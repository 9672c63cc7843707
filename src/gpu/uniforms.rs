//! std140 uniform blocks shared with the shader stages.
//!
//! The staging structs mirror the GLSL block declarations byte for byte:
//! vec3 fields sit on 16-byte boundaries, scalars pack tightly. Layout
//! comments give the std140 offsets; compile-time asserts catch drift.

use bytemuck::{Pod, Zeroable};
use glow::HasContext;

use crate::camera::CameraIntrinsics;
use crate::error::DepthVizError;
use crate::options::{LightingOptions, MaterialOptions};

/// Uniform-buffer binding slot of [`CamBlock`].
pub const CAMERA_BINDING: u32 = 0;
/// Uniform-buffer binding slot of [`LightBlock`].
pub const LIGHT_BINDING: u32 = 1;
/// Uniform-buffer binding slot of [`MaterialBlock`].
pub const MATERIAL_BINDING: u32 = 2;
/// Texture unit of the depth-input sampler.
pub const DEPTH_TEXTURE_UNIT: u32 = 0;

/// Camera intrinsics block (binding 0). Five packed scalars: 20 bytes.
#[repr(C)]
#[derive(Debug, Clone, Copy, PartialEq, Pod, Zeroable)]
pub struct CamBlock {
    /// Focal length x. Offset 0.
    pub fx: f32,
    /// Focal length y. Offset 4.
    pub fy: f32,
    /// Principal point x. Offset 8.
    pub cx: f32,
    /// Principal point y. Offset 12.
    pub cy: f32,
    /// Depth-validity bound. Offset 16.
    pub max_dist: f32,
}

const _: () = assert!(std::mem::size_of::<CamBlock>() == 20);

impl CamBlock {
    /// Stage the intrinsics and depth bound for upload.
    #[must_use]
    pub const fn new(camera: &CameraIntrinsics, max_dist: f32) -> Self {
        Self {
            fx: camera.fx,
            fy: camera.fy,
            cx: camera.cx,
            cy: camera.cy,
            max_dist,
        }
    }
}

/// Directional light block (binding 1). Four vec3 fields at offsets
/// 0/16/32/48: 64 bytes.
#[repr(C)]
#[derive(Debug, Clone, Copy, PartialEq, Pod, Zeroable)]
pub struct LightBlock {
    /// Ambient color. Offset 0.
    pub ambient: [f32; 3],
    _pad0: f32,
    /// Diffuse color. Offset 16.
    pub diffuse: [f32; 3],
    _pad1: f32,
    /// Specular color. Offset 32.
    pub specular: [f32; 3],
    _pad2: f32,
    /// Direction toward the light. Offset 48.
    pub direction: [f32; 3],
    _pad3: f32,
}

const _: () = assert!(std::mem::size_of::<LightBlock>() == 64);

impl From<&LightingOptions> for LightBlock {
    fn from(options: &LightingOptions) -> Self {
        Self {
            ambient: options.ambient,
            _pad0: 0.0,
            diffuse: options.diffuse,
            _pad1: 0.0,
            specular: options.specular,
            _pad2: 0.0,
            direction: options.direction,
            _pad3: 0.0,
        }
    }
}

/// Material block (binding 2). Three vec3 fields at offsets 0/16/32 and a
/// packed scalar at offset 44: 48 bytes.
#[repr(C)]
#[derive(Debug, Clone, Copy, PartialEq, Pod, Zeroable)]
pub struct MaterialBlock {
    /// Ambient reflectance. Offset 0.
    pub ambient: [f32; 3],
    _pad0: f32,
    /// Diffuse reflectance. Offset 16.
    pub diffuse: [f32; 3],
    _pad1: f32,
    /// Specular reflectance. Offset 32.
    pub specular: [f32; 3],
    /// Specular exponent. Offset 44.
    pub shininess: f32,
}

const _: () = assert!(std::mem::size_of::<MaterialBlock>() == 48);

impl From<&MaterialOptions> for MaterialBlock {
    fn from(options: &MaterialOptions) -> Self {
        Self {
            ambient: options.ambient,
            _pad0: 0.0,
            diffuse: options.diffuse,
            _pad1: 0.0,
            specular: options.specular,
            shininess: options.shininess,
        }
    }
}

/// An immutable GL uniform buffer bound at a fixed slot.
///
/// Populated exactly once at creation; contents never change for the
/// lifetime of the owning visualizer.
#[derive(Debug)]
pub struct UniformBuffer {
    raw: glow::NativeBuffer,
    binding: u32,
}

impl UniformBuffer {
    /// Create the buffer and upload `contents` once.
    ///
    /// # Errors
    ///
    /// [`DepthVizError::GlAllocation`] if the buffer object cannot be
    /// created.
    pub fn new(
        gl: &glow::Context,
        binding: u32,
        contents: &[u8],
    ) -> Result<Self, DepthVizError> {
        unsafe {
            let raw = gl.create_buffer().map_err(|msg| {
                DepthVizError::GlAllocation(format!("create_buffer: {msg}"))
            })?;
            gl.bind_buffer(glow::UNIFORM_BUFFER, Some(raw));
            gl.buffer_data_u8_slice(
                glow::UNIFORM_BUFFER,
                contents,
                glow::STATIC_DRAW,
            );
            gl.bind_buffer(glow::UNIFORM_BUFFER, None);
            Ok(Self { raw, binding })
        }
    }

    /// Bind the buffer at its block's slot for the next draw.
    pub fn bind(&self, gl: &glow::Context) {
        unsafe {
            gl.bind_buffer_base(
                glow::UNIFORM_BUFFER,
                self.binding,
                Some(self.raw),
            );
        }
    }

    /// Delete the buffer object. The creating context must be current.
    pub fn destroy(self, gl: &glow::Context) {
        unsafe { gl.delete_buffer(self.raw) };
    }
}

#[cfg(test)]
mod tests {
    use super::*;

    #[test]
    fn cam_block_packs_scalars_tightly() {
        let camera = CameraIntrinsics {
            width: 640,
            height: 480,
            fx: 525.0,
            fy: 526.0,
            cx: 320.0,
            cy: 240.0,
        };
        let block = CamBlock::new(&camera, 3.0);
        let bytes = bytemuck::bytes_of(&block);
        assert_eq!(bytes.len(), 20);
        assert_eq!(&bytes[0..4], 525.0_f32.to_ne_bytes().as_slice());
        assert_eq!(&bytes[4..8], 526.0_f32.to_ne_bytes().as_slice());
        assert_eq!(&bytes[16..20], 3.0_f32.to_ne_bytes().as_slice());
    }

    #[test]
    fn light_block_aligns_vectors_to_16_bytes() {
        let block = LightBlock::from(&LightingOptions::default());
        let bytes = bytemuck::bytes_of(&block);
        assert_eq!(bytes.len(), 64);
        // diffuse.r = 0.9 at offset 16, direction.y = 0.3 at offset 52
        assert_eq!(&bytes[16..20], 0.9_f32.to_ne_bytes().as_slice());
        assert_eq!(&bytes[52..56], 0.3_f32.to_ne_bytes().as_slice());
    }

    #[test]
    fn material_block_packs_shininess_after_specular() {
        let block = MaterialBlock::from(&MaterialOptions::default());
        let bytes = bytemuck::bytes_of(&block);
        assert_eq!(bytes.len(), 48);
        // specular.r = 0.35 at offset 32, shininess = 5.5 at offset 44
        assert_eq!(&bytes[32..36], 0.35_f32.to_ne_bytes().as_slice());
        assert_eq!(&bytes[44..48], 5.5_f32.to_ne_bytes().as_slice());
    }

    #[test]
    fn default_coefficients_match_the_documented_table() {
        let light = LightBlock::from(&LightingOptions::default());
        assert_eq!(light.ambient, [0.1, 0.1, 0.1]);
        assert_eq!(light.diffuse, [0.9, 0.9, 0.9]);
        assert_eq!(light.specular, [0.3, 0.3, 0.3]);
        assert_eq!(light.direction, [0.0, 0.3, 0.9]);

        let material = MaterialBlock::from(&MaterialOptions::default());
        assert_eq!(material.ambient, [0.26, 0.26, 0.26]);
        assert_eq!(material.diffuse, [1.0, 1.0, 1.0]);
        assert_eq!(material.specular, [0.35, 0.35, 0.35]);
        assert_eq!(material.shininess, 5.5);
    }
}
□ □ □ □ □ □ □
Exercise directions: Select every line in the material above where the string "packed" occurs, and copy it.

Response to the exercise:
/// Camera intrinsics block (binding 0). Five packed scalars: 20 bytes.
/// packed scalar at offset 44: 48 bytes.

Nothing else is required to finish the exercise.